Un arranque soñado para los Hurricanes
Los Miami Hurricanes no pudieron comenzar mejor la temporada 2026. El viernes, en San José, California, a más de 3,000 millas de casa, el equipo número 7 arrolló a Stanford por 45-6 en su estreno. Fue la mayor diferencia de puntos en un primer partido de temporada contra un rival de una conferencia poderosa desde el 51-3 sobre Wisconsin en 1989, el año en que Miami ganó su tercero de cinco títulos nacionales. Con este resultado, los Hurricanes quedan con marca de 1-0, 1-0 en la ACC, mientras Stanford cae a 1-1, 0-1.
El encuentro representó la primera oportunidad de Miami de volver a la senda del campeonato desde la noche en que la temporada pasada se le escapó el título. La herida sigue abierta, pero el arranque no pudo ser más alentador.

Un mensaje que cala hondo
Antes de que el equipo saltara al campo, en el hotel del equipo en San José, se encontraban cuatro integrantes del plantel de la temporada pasada que vivieron en carne propia la derrota en la final nacional: el edge rusher Rueben Bain Jr., el edge rusher Akheem Mesidor, el nickel cornerback Keionte Scott y el receptor CJ Daniels. Los cuatro fueron reclutados por la NFL y están listos para jugar los domingos cuando la liga comience la próxima semana.
Ellos todavía recuerdan el dolor del 19 de enero, cuando Miami perdió ante Indiana en el juego por el título nacional del College Football Playoff en el Hard Rock Stadium. Fue una derrota que dejó una enseñanza imborrable.
“Eran 228 días desde que estuvimos juntos en ese vestuario”, dijo el entrenador Mario Cristobal.
El safety Zechariah Poyser resumió el mensaje que recibieron aquellos jugadores: “Recuerden lo que pasó la última vez que pisamos el campo. Terminen el trabajo”.
Darian Mensah y Malachi Toney encienden el ataque
La ofensiva de Miami respondió con una actuación casi perfecta. Darian Mensah, el tercer quarterback transferido de Miami en tres años, completó 27 de 30 pases para 401 yardas, lanzó 5 touchdowns y no tuvo intercepciones. Del total, 12 recepciones, 234 yardas y 3 anotaciones fueron para el receptor superestrella de segundo año Malachi Toney, quien celebró cada touchdown con la famosa pose del trofeo Heisman.
Aunque Toney acaparó la atención, esa misma vigilancia abrió espacios para que Mensah encontrara a otros siete receptores. Cooper Barkate, transferido desde Duke junto con Mensah, y Daylyn Upshaw también anotaron.

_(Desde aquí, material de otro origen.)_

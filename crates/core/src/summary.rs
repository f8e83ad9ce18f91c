//! Mismatch counters, quick filters and sequence ordering over compare records.

use std::fmt;

use crate::compare::{CompareColumn, CompareRecord};
use crate::matching::MatchState;

/// 各語系不一致 (N) 筆數。 / Number of `N` verdicts per match column.
#[derive(Debug, Clone, Copy, Default, PartialEq, Eq)]
pub struct MismatchCounts {
    pub ko: usize,
    pub en: usize,
    pub ru: usize,
    pub overall: usize,
}

impl MismatchCounts {
    pub fn from_records<'a, I>(records: I) -> Self
    where
        I: IntoIterator<Item = &'a CompareRecord>,
    {
        let mut counts = Self::default();
        for record in records {
            counts.ko += usize::from(record.ko_match == MatchState::No);
            counts.en += usize::from(record.en_match == MatchState::No);
            counts.ru += usize::from(record.ru_match == MatchState::No);
            counts.overall += usize::from(record.overall_match == MatchState::No);
        }
        counts
    }
}

impl fmt::Display for MismatchCounts {
    fn fmt(&self, f: &mut fmt::Formatter<'_>) -> fmt::Result {
        write!(
            f,
            "KO mismatches: {} | EN mismatches: {} | RU mismatches: {} | overall mismatches: {}",
            self.ko, self.en, self.ru, self.overall
        )
    }
}

/// Quick filter over match states plus a free-text query.
#[derive(Debug, Clone, Default, PartialEq, Eq)]
pub struct RecordFilter {
    pub ko: Option<MatchState>,
    pub en: Option<MatchState>,
    pub ru: Option<MatchState>,
    pub overall: Option<MatchState>,
    pub query: Option<String>,
}

impl RecordFilter {
    pub fn is_empty(&self) -> bool {
        self.ko.is_none()
            && self.en.is_none()
            && self.ru.is_none()
            && self.overall.is_none()
            && self.query.as_deref().map_or(true, |query| query.trim().is_empty())
    }

    /// 所有設定的條件都需成立。 / True when the record satisfies every set condition.
    pub fn matches(&self, record: &CompareRecord) -> bool {
        let states = [
            (self.ko, record.ko_match),
            (self.en, record.en_match),
            (self.ru, record.ru_match),
            (self.overall, record.overall_match),
        ];
        if states
            .iter()
            .any(|(wanted, actual)| wanted.map_or(false, |wanted| wanted != *actual))
        {
            return false;
        }

        match self.query.as_deref().map(str::trim) {
            Some(query) if !query.is_empty() => {
                let query = query.to_lowercase();
                CompareColumn::ALL
                    .iter()
                    .any(|column| record.cell(*column).to_lowercase().contains(&query))
            }
            _ => true,
        }
    }

    pub fn apply<'a>(&self, records: &'a [CompareRecord]) -> Vec<&'a CompareRecord> {
        records.iter().filter(|record| self.matches(record)).collect()
    }
}

/// Stable re-sort by sequence number.
pub fn sort_by_sequence(records: &mut [CompareRecord], ascending: bool) {
    if ascending {
        records.sort_by_key(|record| record.seq);
    } else {
        records.sort_by(|left, right| right.seq.cmp(&left.seq));
    }
}
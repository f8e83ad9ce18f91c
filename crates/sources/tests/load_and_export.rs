use std::fs;

use glosscheck_core::{
    diff_tables, reconcile_sources, ColumnMapping, ColumnOverrides, CompareColumn, MatchState,
};
use glosscheck_sources::{
    export_versioned, load_sources, read_compare_records, read_table, SourceError, SourcePaths,
};
use rust_xlsxwriter::Workbook;
use tempfile::tempdir;

#[test]
fn tsv_dictionary_and_json_maps_reconcile() {
    let temp = tempdir().expect("tempdir");
    let dictionary = temp.path().join("dictionary.txt");
    fs::write(
        &dictionary,
        "Main Module\tEnglish\tKorean\tRussian\nVehicle\tCar\t자동차\tмашина\n",
    )
    .expect("write dictionary");
    let ko = temp.path().join("ko.json");
    fs::write(&ko, r#"{"Car": "자동차"}"#).expect("write ko");
    let ru = temp.path().join("ru.json");
    fs::write(&ru, r#"{"Car": "트럭"}"#).expect("write ru");

    let paths = SourcePaths {
        dictionary: Some(dictionary),
        ko: Some(ko),
        ru: Some(ru),
        en: Some(temp.path().join("en.json")),
    };
    let loaded = load_sources(&paths).expect("load");
    assert!(loaded.en.is_none());
    let table = loaded.dictionary.as_ref().expect("dictionary");
    let mapping = ColumnMapping::resolve(table.headers(), &ColumnOverrides::default())
        .expect("columns");

    let (records, report) = reconcile_sources(table, &mapping, &loaded.maps(), false);
    assert_eq!(records.len(), 1);
    assert_eq!(records[0].ko_match, MatchState::Yes);
    assert_eq!(records[0].en_match, MatchState::NoFile);
    assert_eq!(records[0].ru_match, MatchState::No);
    assert!(report.ko.loaded && !report.en.loaded);

    let export = export_versioned(&records, temp.path().join("exports"), "compare", "1.0", "20261019_090000")
        .expect("export");
    assert!(export.csv.ends_with("compare_v1.0_20261019_090000.csv"));
    assert!(export.xlsx.exists());
    assert_eq!(read_compare_records(&export.csv).expect("read back"), records);
}

#[test]
fn exported_csv_reads_back_as_table() {
    let temp = tempdir().expect("tempdir");
    let path = temp.path().join("dictionary.csv");
    fs::write(&path, "\u{feff}Module,English,Korean,Russian\nM,\"Car, big\",차,\n").expect("write");
    let table = read_table(&path).expect("read");
    assert_eq!(table.headers()[0], "Module");
    let row = table.rows().next().expect("row");
    assert_eq!(row.get("English"), "Car, big");
    assert_eq!(row.get("Russian"), "");
}

#[test]
fn workbook_export_reads_back_and_matches_its_csv() {
    let temp = tempdir().expect("tempdir");
    let dictionary = temp.path().join("dictionary.txt");
    fs::write(
        &dictionary,
        "Main Module\tEnglish\tKorean\tRussian\nVehicle\tCar\t자동차, 차\tмашина\n",
    )
    .expect("write dictionary");
    let ko = temp.path().join("ko.json");
    fs::write(&ko, r#"{"Car": "차"}"#).expect("write ko");

    let loaded = load_sources(&SourcePaths {
        dictionary: Some(dictionary),
        ko: Some(ko),
        ..SourcePaths::default()
    })
    .expect("load");
    let table = loaded.dictionary.as_ref().expect("dictionary");
    let mapping = ColumnMapping::resolve(table.headers(), &ColumnOverrides::default())
        .expect("columns");
    let (records, _) = reconcile_sources(table, &mapping, &loaded.maps(), false);
    let export = export_versioned(&records, temp.path(), "compare", "1.0", "20261019_090000")
        .expect("export");

    let workbook = read_table(&export.xlsx).expect("read workbook");
    let headers: Vec<&str> = CompareColumn::ALL.iter().map(|column| column.header()).collect();
    assert_eq!(workbook.headers(), headers.as_slice());
    let row = workbook.rows().next().expect("row");
    assert_eq!(row.get("Seq"), "1");
    assert_eq!(row.get("Dictionary Korean"), "자동차, 차");
    assert_eq!(row.get("KO_Match"), "Y");
    assert_eq!(row.get("en.json"), "");
    assert_eq!(row.get("Overall_Match"), "no-file");

    let csv = read_table(&export.csv).expect("read csv");
    assert!(diff_tables(&csv, &workbook).is_empty());
}

#[test]
fn workbook_dictionary_is_read_from_the_first_sheet() {
    let temp = tempdir().expect("tempdir");
    let path = temp.path().join("dictionary.xlsx");
    let mut workbook = Workbook::new();
    let sheet = workbook.add_worksheet();
    for (col, header) in ["Module", "English", "Korean", "Russian"].iter().enumerate() {
        sheet.write_string(0, col as u16, *header).expect("header");
    }
    sheet.write_string(1, 0, "Vehicle").expect("cell");
    sheet.write_string(1, 1, "Car").expect("cell");
    sheet.write_number(1, 2, 7.0).expect("cell");
    workbook.save(&path).expect("save");

    let table = read_table(&path).expect("read");
    assert_eq!(table.headers(), ["Module", "English", "Korean", "Russian"]);
    let row = table.rows().next().expect("row");
    assert_eq!(row.get("English"), "Car");
    assert_eq!(row.get("Korean"), "7");
    assert_eq!(row.get("Russian"), "");
}

#[test]
fn broken_workbooks_report_the_path() {
    let temp = tempdir().expect("tempdir");
    let path = temp.path().join("dictionary.xlsx");
    fs::write(&path, b"PK").expect("write");
    assert!(matches!(
        read_table(&path),
        Err(SourceError::Workbook { .. })
    ));
}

Josh Moore atrapó tres pases y estuvo a punto de lograr un touchdown de una sola mano en triple cobertura. El ataque terrestre, menos vistoso, sumó 121 yardas y generó 8 de los 27 primeros intentos de Miami.
“Todos pueden comer en esta ofensiva”, dijo Toney.
La defensa de Miami también impone su estándar
Stanford solo pudo mover el balón durante 299 yardas y se fue del campo con dos goles de campo. Los Cardinal convirtieron 5 de 15 intentos en tercer down y se fueron tres y fuera en cuatro de sus once series ofensivas.
El edge rusher Marquise Lightfoot lideró el esfuerzo defensivo con nueve tacleadas.
“Es el estándar de nuestra defensa. Sabíamos para qué veníamos a trabajar y lo logramos. Todavía queda mucho por hacer, pero me alegra que hayamos mojado los pies”, comentó Lightfoot.
Poyser fue aún más directo: “Esa es la expectativa que tenemos de nosotros. Salimos a dominar”.
El objetivo sigue siendo terminar el trabajo
Miami ya demostró la temporada pasada que puede dominar cuando más lo necesita. Después de sufrir su segunda derrota de la campaña en SMU, los Hurricanes encadenaron cuatro victorias consecutivas para obtener la última plaza general en el College Football Playoff de 12 equipos. Luego vencieron a Texas A&M, Ohio State y Ole Miss, y llegaron a la final nacional antes de caer ante Indiana.
El golpe de aquella derrota por el título quedará, pero el recordatorio de los veteranos que vivieron esa experiencia puede dejar una huella de cara al futuro.
“Eso habla de la hermandad”, dijo Toney sobre la visita de los exjugadores.
La actuación del viernes fue una declaración de intenciones. “Fue bueno ver a nuestros muchachos salir y hacer su trabajo. Nunca quitaron el pie del acelerador”, sentenció Cristobal.
Una victoria. Un largo camino por delante si la meta es, como piden los veteranos, terminar el trabajo.